(The data Opens)

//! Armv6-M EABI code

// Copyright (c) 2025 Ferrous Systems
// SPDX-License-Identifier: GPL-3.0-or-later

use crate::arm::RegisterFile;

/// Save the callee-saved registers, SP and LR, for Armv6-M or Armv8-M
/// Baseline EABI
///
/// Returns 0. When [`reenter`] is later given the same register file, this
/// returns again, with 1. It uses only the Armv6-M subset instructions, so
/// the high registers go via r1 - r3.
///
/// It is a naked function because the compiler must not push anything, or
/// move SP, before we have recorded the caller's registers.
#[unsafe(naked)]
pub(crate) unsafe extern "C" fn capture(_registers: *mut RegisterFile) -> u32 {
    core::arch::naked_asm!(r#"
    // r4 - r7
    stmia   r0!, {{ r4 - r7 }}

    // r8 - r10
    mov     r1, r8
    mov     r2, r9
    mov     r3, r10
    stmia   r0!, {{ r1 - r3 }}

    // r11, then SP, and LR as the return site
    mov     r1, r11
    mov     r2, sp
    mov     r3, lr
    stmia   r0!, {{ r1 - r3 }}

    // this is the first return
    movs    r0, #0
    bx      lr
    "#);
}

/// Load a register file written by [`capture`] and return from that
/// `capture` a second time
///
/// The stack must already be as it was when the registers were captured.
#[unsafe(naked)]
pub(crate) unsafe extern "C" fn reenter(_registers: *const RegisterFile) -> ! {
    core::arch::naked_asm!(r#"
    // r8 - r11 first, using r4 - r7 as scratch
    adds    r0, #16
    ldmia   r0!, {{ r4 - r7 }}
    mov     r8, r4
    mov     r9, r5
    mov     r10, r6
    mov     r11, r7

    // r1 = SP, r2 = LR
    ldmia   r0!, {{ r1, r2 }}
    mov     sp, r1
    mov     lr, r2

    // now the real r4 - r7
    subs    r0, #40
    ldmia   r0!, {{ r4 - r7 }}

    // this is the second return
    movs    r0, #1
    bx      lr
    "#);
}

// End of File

(The data Closes)

Task instructions:
Copy every line from the entries that contains the word "second".

Task response:
/// `capture` a second time
    // this is the second return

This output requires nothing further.